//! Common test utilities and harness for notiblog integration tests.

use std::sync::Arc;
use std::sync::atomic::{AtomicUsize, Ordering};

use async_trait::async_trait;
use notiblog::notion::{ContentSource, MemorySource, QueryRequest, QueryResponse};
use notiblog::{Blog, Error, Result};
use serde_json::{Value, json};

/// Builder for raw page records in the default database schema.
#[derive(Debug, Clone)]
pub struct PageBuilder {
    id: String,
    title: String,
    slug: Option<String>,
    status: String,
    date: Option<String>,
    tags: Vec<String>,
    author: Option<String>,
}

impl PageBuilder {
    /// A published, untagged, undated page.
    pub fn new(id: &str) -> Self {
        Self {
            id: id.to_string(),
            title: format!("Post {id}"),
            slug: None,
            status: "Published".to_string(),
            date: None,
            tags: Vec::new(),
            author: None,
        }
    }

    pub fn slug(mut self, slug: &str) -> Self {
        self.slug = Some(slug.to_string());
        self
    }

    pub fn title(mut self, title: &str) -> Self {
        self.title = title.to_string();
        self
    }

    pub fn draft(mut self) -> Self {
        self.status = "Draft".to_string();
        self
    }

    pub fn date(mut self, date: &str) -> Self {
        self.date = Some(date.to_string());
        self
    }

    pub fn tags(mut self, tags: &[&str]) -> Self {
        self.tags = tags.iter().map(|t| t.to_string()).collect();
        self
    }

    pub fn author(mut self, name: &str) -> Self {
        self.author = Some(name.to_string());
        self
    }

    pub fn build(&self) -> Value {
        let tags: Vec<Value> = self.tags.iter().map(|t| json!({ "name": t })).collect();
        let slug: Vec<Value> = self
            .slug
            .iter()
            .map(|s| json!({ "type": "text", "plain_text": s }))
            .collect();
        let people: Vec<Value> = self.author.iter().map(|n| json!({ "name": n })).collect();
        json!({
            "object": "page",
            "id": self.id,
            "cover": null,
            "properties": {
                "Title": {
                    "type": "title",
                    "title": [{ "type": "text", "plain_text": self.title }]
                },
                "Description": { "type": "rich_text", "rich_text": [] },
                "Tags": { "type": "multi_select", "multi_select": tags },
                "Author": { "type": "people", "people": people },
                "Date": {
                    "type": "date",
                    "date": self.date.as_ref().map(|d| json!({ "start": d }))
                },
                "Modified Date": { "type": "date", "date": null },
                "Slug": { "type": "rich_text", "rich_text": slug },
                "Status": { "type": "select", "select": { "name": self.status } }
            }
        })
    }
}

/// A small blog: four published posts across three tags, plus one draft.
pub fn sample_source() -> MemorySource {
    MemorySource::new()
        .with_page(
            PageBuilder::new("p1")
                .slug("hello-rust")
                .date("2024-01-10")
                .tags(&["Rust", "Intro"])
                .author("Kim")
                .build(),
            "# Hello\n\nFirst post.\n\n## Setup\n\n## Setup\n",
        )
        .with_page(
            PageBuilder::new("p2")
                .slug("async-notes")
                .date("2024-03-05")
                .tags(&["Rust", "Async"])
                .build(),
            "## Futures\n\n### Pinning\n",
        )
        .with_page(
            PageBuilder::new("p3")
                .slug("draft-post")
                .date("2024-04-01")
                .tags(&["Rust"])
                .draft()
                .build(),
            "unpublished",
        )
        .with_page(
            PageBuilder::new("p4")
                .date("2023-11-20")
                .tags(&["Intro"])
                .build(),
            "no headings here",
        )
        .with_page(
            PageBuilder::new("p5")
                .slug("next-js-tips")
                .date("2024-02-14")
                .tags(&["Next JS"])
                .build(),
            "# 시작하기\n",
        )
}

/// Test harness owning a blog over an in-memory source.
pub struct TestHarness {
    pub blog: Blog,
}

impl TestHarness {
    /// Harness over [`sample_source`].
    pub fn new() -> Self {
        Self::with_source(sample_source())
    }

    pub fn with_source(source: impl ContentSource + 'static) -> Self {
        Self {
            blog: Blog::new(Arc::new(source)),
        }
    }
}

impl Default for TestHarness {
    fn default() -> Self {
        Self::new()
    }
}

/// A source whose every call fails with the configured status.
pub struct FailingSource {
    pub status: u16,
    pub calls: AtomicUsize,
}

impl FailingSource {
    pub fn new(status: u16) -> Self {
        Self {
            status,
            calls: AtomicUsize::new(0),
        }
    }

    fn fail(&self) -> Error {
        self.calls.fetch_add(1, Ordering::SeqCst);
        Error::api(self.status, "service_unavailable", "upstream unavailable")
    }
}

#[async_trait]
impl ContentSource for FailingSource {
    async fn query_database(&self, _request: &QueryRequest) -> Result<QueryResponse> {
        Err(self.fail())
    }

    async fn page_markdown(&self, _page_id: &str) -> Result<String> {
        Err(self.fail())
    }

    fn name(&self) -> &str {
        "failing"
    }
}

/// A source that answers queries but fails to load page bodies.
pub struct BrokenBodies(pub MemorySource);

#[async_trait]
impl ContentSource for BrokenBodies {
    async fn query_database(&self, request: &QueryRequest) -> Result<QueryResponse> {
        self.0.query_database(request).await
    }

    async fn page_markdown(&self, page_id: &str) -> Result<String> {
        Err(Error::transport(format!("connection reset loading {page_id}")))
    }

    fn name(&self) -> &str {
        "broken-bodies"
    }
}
#####
◆ TASK TO CARRY OUT ◆
Reproduce all of the data exactly as given.

◆ EXERCISE OUTPUT ◆
//! Common test utilities and harness for notiblog integration tests.

use std::sync::Arc;
use std::sync::atomic::{AtomicUsize, Ordering};

use async_trait::async_trait;
use notiblog::notion::{ContentSource, MemorySource, QueryRequest, QueryResponse};
use notiblog::{Blog, Error, Result};
use serde_json::{Value, json};

/// Builder for raw page records in the default database schema.
#[derive(Debug, Clone)]
pub struct PageBuilder {
    id: String,
    title: String,
    slug: Option<String>,
    status: String,
    date: Option<String>,
    tags: Vec<String>,
    author: Option<String>,
}

impl PageBuilder {
    /// A published, untagged, undated page.
    pub fn new(id: &str) -> Self {
        Self {
            id: id.to_string(),
            title: format!("Post {id}"),
            slug: None,
            status: "Published".to_string(),
            date: None,
            tags: Vec::new(),
            author: None,
        }
    }

    pub fn slug(mut self, slug: &str) -> Self {
        self.slug = Some(slug.to_string());
        self
    }

    pub fn title(mut self, title: &str) -> Self {
        self.title = title.to_string();
        self
    }

    pub fn draft(mut self) -> Self {
        self.status = "Draft".to_string();
        self
    }

    pub fn date(mut self, date: &str) -> Self {
        self.date = Some(date.to_string());
        self
    }

    pub fn tags(mut self, tags: &[&str]) -> Self {
        self.tags = tags.iter().map(|t| t.to_string()).collect();
        self
    }

    pub fn author(mut self, name: &str) -> Self {
        self.author = Some(name.to_string());
        self
    }

    pub fn build(&self) -> Value {
        let tags: Vec<Value> = self.tags.iter().map(|t| json!({ "name": t })).collect();
        let slug: Vec<Value> = self
            .slug
            .iter()
            .map(|s| json!({ "type": "text", "plain_text": s }))
            .collect();
        let people: Vec<Value> = self.author.iter().map(|n| json!({ "name": n })).collect();
        json!({
            "object": "page",
            "id": self.id,
            "cover": null,
            "properties": {
                "Title": {
                    "type": "title",
                    "title": [{ "type": "text", "plain_text": self.title }]
                },
                "Description": { "type": "rich_text", "rich_text": [] },
                "Tags": { "type": "multi_select", "multi_select": tags },
                "Author": { "type": "people", "people": people },
                "Date": {
                    "type": "date",
                    "date": self.date.as_ref().map(|d| json!({ "start": d }))
                },
                "Modified Date": { "type": "date", "date": null },
                "Slug": { "type": "rich_text", "rich_text": slug },
                "Status": { "type": "select", "select": { "name": self.status } }
            }
        })
    }
}

/// A small blog: four published posts across three tags, plus one draft.
pub fn sample_source() -> MemorySource {
    MemorySource::new()
        .with_page(
            PageBuilder::new("p1")
                .slug("hello-rust")
                .date("2024-01-10")
                .tags(&["Rust", "Intro"])
                .author("Kim")
                .build(),
            "# Hello\n\nFirst post.\n\n## Setup\n\n## Setup\n",
        )
        .with_page(
            PageBuilder::new("p2")
                .slug("async-notes")
                .date("2024-03-05")
                .tags(&["Rust", "Async"])
                .build(),
            "## Futures\n\n### Pinning\n",
        )
        .with_page(
            PageBuilder::new("p3")
                .slug("draft-post")
                .date("2024-04-01")
                .tags(&["Rust"])
                .draft()
                .build(),
            "unpublished",
        )
        .with_page(
            PageBuilder::new("p4")
                .date("2023-11-20")
                .tags(&["Intro"])
                .build(),
            "no headings here",
        )
        .with_page(
            PageBuilder::new("p5")
                .slug("next-js-tips")
                .date("2024-02-14")
                .tags(&["Next JS"])
                .build(),
            "# 시작하기\n",
        )
}

/// Test harness owning a blog over an in-memory source.
pub struct TestHarness {
    pub blog: Blog,
}

impl TestHarness {
    /// Harness over [`sample_source`].
    pub fn new() -> Self {
        Self::with_source(sample_source())
    }

    pub fn with_source(source: impl ContentSource + 'static) -> Self {
        Self {
            blog: Blog::new(Arc::new(source)),
        }
    }
}

impl Default for TestHarness {
    fn default() -> Self {
        Self::new()
    }
}

/// A source whose every call fails with the configured status.
pub struct FailingSource {
    pub status: u16,
    pub calls: AtomicUsize,
}

impl FailingSource {
    pub fn new(status: u16) -> Self {
        Self {
            status,
            calls: AtomicUsize::new(0),
        }
    }

    fn fail(&self) -> Error {
        self.calls.fetch_add(1, Ordering::SeqCst);
        Error::api(self.status, "service_unavailable", "upstream unavailable")
    }
}

#[async_trait]
impl ContentSource for FailingSource {
    async fn query_database(&self, _request: &QueryRequest) -> Result<QueryResponse> {
        Err(self.fail())
    }

    async fn page_markdown(&self, _page_id: &str) -> Result<String> {
        Err(self.fail())
    }

    fn name(&self) -> &str {
        "failing"
    }
}

/// A source that answers queries but fails to load page bodies.
pub struct BrokenBodies(pub MemorySource);

#[async_trait]
impl ContentSource for BrokenBodies {
    async fn query_database(&self, request: &QueryRequest) -> Result<QueryResponse> {
        self.0.query_database(request).await
    }

    async fn page_markdown(&self, page_id: &str) -> Result<String> {
        Err(Error::transport(format!("connection reset loading {page_id}")))
    }

    fn name(&self) -> &str {
        "broken-bodies"
    }
}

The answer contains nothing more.